Academic background
- Education: BS, 1999, Duke University ScM, PhD, 2008, Johns Hopkins Bloomberg School of Public Health MD, 2008, Johns Hopkins School of Medicine
- Thesis: Impact and cost-effectiveness of improved diagnostics for tuberculosis in high-burden countries (2008)

Academic work
- Institutions: Johns Hopkins Bloomberg School of Public Health
- Main interests: tuberculosis

= David Dowdy =

American infectious disease epidemiologist

David Wesley Dowdy is an American infectious disease epidemiologist. He is the B. Frank and Kathleen Polk Professor at Johns Hopkins Bloomberg School of Public Health.

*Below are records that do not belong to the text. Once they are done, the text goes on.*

// src/pipelines/checkout_pipeline.rs

//! Checkout: record the order, try the hosted payment page, otherwise settle a
//! simulated payment, then empty the cart.

use crate::errors::{AppError, Result as AppResult};
use crate::models::{OrderSummary, SummaryLine};
use crate::pipelines::contexts::{CheckoutCtxData, ProviderAttempt};
use crate::services::cart_service::build_cart_view;
use crate::services::orders::{self, NewOrderLine};
use crate::services::payment::{CheckoutLineItem, HostedCheckoutRequest};
use crate::services::catalog;
use stepflow::{ContextData, FlowResult, Pipeline, PipelineControl, Registry};
use tracing::{info, instrument, warn};

pub fn build_checkout_pipeline() -> FlowResult<Pipeline<CheckoutCtxData, AppError>> {
  let mut p = Pipeline::<CheckoutCtxData, AppError>::new(&[
    ("load_cart_for_checkout", false, None),
    ("record_checkout_order", false, None),
    ("request_hosted_checkout", false, None),
    ("settle_simulated_order", false, None),
    ("clear_cart_after_checkout", false, None),
  ]);

  p.set_skip_condition("request_hosted_checkout", |ctx: &CheckoutCtxData| {
    ctx.app_state.payments.is_none()
  })?;
  p.set_skip_condition("settle_simulated_order", |ctx: &CheckoutCtxData| {
    ctx.provider_attempt.is_redirect()
  })?;

  p.on_root("load_cart_for_checkout", load_cart_for_checkout);
  p.on_root("record_checkout_order", record_checkout_order);
  p.on_root("request_hosted_checkout", request_hosted_checkout);
  p.on_root("settle_simulated_order", settle_simulated_order);
  p.on_root("clear_cart_after_checkout", clear_cart_after_checkout);
  Ok(p)
}

pub fn register_checkout_pipeline(registry: &Registry<AppError>) -> FlowResult<()> {
  registry.register_pipeline(build_checkout_pipeline()?);
  info!("Checkout pipeline registered.");
  Ok(())
}

#[instrument(name = "checkout_step::load_cart", skip(ctx_data), err)]
async fn load_cart_for_checkout(ctx_data: ContextData<CheckoutCtxData>) -> AppResult<PipelineControl> {
  let (sessions, session_id, db_pool) = {
    let guard = ctx_data.read();
    (
      guard.app_state.sessions.clone(),
      guard.session_id,
      guard.app_state.db_pool.clone(),
    )
  };

  let session = sessions.get(&session_id).await?.unwrap_or_default();
  let products = catalog::products_by_ids(&db_pool, &session.cart.product_ids()).await?;
  let cart = build_cart_view(&session.cart, &products);
  if cart.is_empty() {
    info!(%session_id, "Checkout requested with an empty cart.");
    return Ok(PipelineControl::Stop);
  }

  info!(%session_id, subtotal = %cart.subtotal, items = cart.item_count, "Cart loaded for checkout.");
  let mut guard = ctx_data.write();
  guard.session = session;
  guard.cart = cart;
  Ok(PipelineControl::Continue)
}

#[instrument(name = "checkout_step::record_order", skip(ctx_data), err)]
async fn record_checkout_order(ctx_data: ContextData<CheckoutCtxData>) -> AppResult<PipelineControl> {
  let (db_pool, currency, lines) = {
    let guard = ctx_data.read();
    let lines: Vec<NewOrderLine> = guard
      .cart
      .lines
      .iter()
      .map(|line| NewOrderLine {
        product_id: line.product.id,
        quantity: line.quantity,
        unit_price_cents: line.product.price_cents,
      })
      .collect();
    (
      guard.app_state.db_pool.clone(),
      guard.app_state.config.payment_currency.clone(),
      lines,
    )
  };

  let order = orders::create_order(&db_pool, &currency, &lines).await?;
  ctx_data.write().order = Some(order);
  Ok(PipelineControl::Continue)
}

/// Provider failures are logged and recorded, never returned: the next step
/// then settles the order locally.
#[instrument(name = "checkout_step::request_hosted", skip(ctx_data), err)]
async fn request_hosted_checkout(ctx_data: ContextData<CheckoutCtxData>) -> AppResult<PipelineControl> {
  let (provider, db_pool, request) = {
    let guard = ctx_data.read();
    let Some(provider) = guard.app_state.payments.clone() else {
      return Ok(PipelineControl::Continue);
    };
    let order_id = current_order_id(&guard)?;
    let line_items = guard
      .cart
      .lines
      .iter()
      .map(|line| CheckoutLineItem {
        name: line.product.name.clone(),
        unit_amount: line.product.price_cents,
        quantity: line.quantity,
      })
      .collect();
    let config = &guard.app_state.config;
    let request = HostedCheckoutRequest::for_order(
      order_id,
      &config.payment_currency,
      line_items,
      &config.app_base_url,
    );
    (provider, guard.app_state.db_pool.clone(), request)
  };

  let attempt = match provider.create_checkout_session(&request).await {
    Ok(session) => {
      orders::set_provider_session(&db_pool, request.order_id, &session.id).await?;
      info!(
        order_id = request.order_id,
        provider = provider.name(),
        provider_session_id = %session.id,
        "Redirecting to hosted checkout."
      );
      ProviderAttempt::Redirect {
        provider_session_id: session.id,
        url: session.url,
      }
    }
    Err(e) => {
      warn!(
        order_id = request.order_id,
        provider = provider.name(),
        error = %e,
        "Hosted checkout unavailable, falling back to simulated payment."
      );
      ProviderAttempt::Failed { reason: e.to_string() }
    }
  };
  ctx_data.write().provider_attempt = attempt;
  Ok(PipelineControl::Continue)
}

#[instrument(name = "checkout_step::settle_simulated", skip(ctx_data), err)]
async fn settle_simulated_order(ctx_data: ContextData<CheckoutCtxData>) -> AppResult<PipelineControl> {
  let (db_pool, order_id) = {
    let guard = ctx_data.read();
    (guard.app_state.db_pool.clone(), current_order_id(&guard)?)
  };
  orders::mark_paid(&db_pool, order_id).await?;
  info!(order_id, "Simulated payment settled.");
  Ok(PipelineControl::Continue)
}

/// Saves the summary and the emptied cart in a single session write.
#[instrument(name = "checkout_step::clear_cart", skip(ctx_data), err)]
async fn clear_cart_after_checkout(ctx_data: ContextData<CheckoutCtxData>) -> AppResult<PipelineControl> {
  let (sessions, session_id, mut session, summary) = {
    let guard = ctx_data.read();
    let order_id = current_order_id(&guard)?;
    let provider_session_id = match &guard.provider_attempt {
      ProviderAttempt::Redirect { provider_session_id, .. } => Some(provider_session_id.clone()),
      _ => None,
    };
    let summary = OrderSummary {
      order_id,
      lines: guard
        .cart
        .lines
        .iter()
        .map(|line| SummaryLine {
          product_name: line.product.name.clone(),
          quantity: line.quantity,
          line_total: line.line_total,
        })
        .collect(),
      subtotal: guard.cart.subtotal,
      currency: guard.app_state.config.payment_currency.clone(),
      simulated: provider_session_id.is_none(),
      provider_session_id,
    };
    (
      guard.app_state.sessions.clone(),
      guard.session_id,
      guard.session.clone(),
      summary,
    )
  };

  session.cart.clear();
  session.last_order = Some(summary.clone());
  sessions.set(&session_id, session).await?;

  info!(%session_id, order_id = summary.order_id, "Cart cleared after checkout.");
  let mut guard = ctx_data.write();
  guard.summary = Some(summary);
  guard.cart_cleared = true;
  Ok(PipelineControl::Continue)
}

fn current_order_id(ctx: &CheckoutCtxData) -> AppResult<i64> {
  ctx
    .order
    .as_ref()
    .map(|o| o.id)
    .ok_or_else(|| AppError::Internal("Checkout reached a payment step without a recorded order.".to_string()))
}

==Early life and education==
Dowdy earned his Bachelor of Science degree from Duke University in 1999 before enrolling at Johns Hopkins Bloomberg School of Public Health for his Master's degree, PhD, and Medical degree. He completed his PhD under the guidance of Richard Chaisson, a tuberculosis and HIV expert, who encouraged him to study epidemiological modeling of tuberculosis.

==Career==
After graduating in 2008, Dowdy completed his medical residency in internal medicine at the University of California, San Francisco, before returning to Johns Hopkins as a faculty member in 2011. While a medical resident, his abstract research titled Mortality Trends among Socially-Disadvantaged ART-Eligible Patients received the Johns Hopkins General Internal Medicine Diane Becker Award for achievement in clinical epidemiology and prevention research. As an assistant professor in the Department of Epidemiology, Dowdy led a study which examined how a reduction of tuberculosis transmission in geographic “hotspots” could lead to an overall reduction in transmission on a broader scale. He later received the inaugural B. Frank and Kathleen Polk Associate Professorship, an endowment aimed at supporting junior faculty who show great potential for future contributions to public health.

In recognition of his academic achievements, Dowdy was one of the 36 early-career faculty members to earn a 2020 Johns Hopkins Catalyst Award.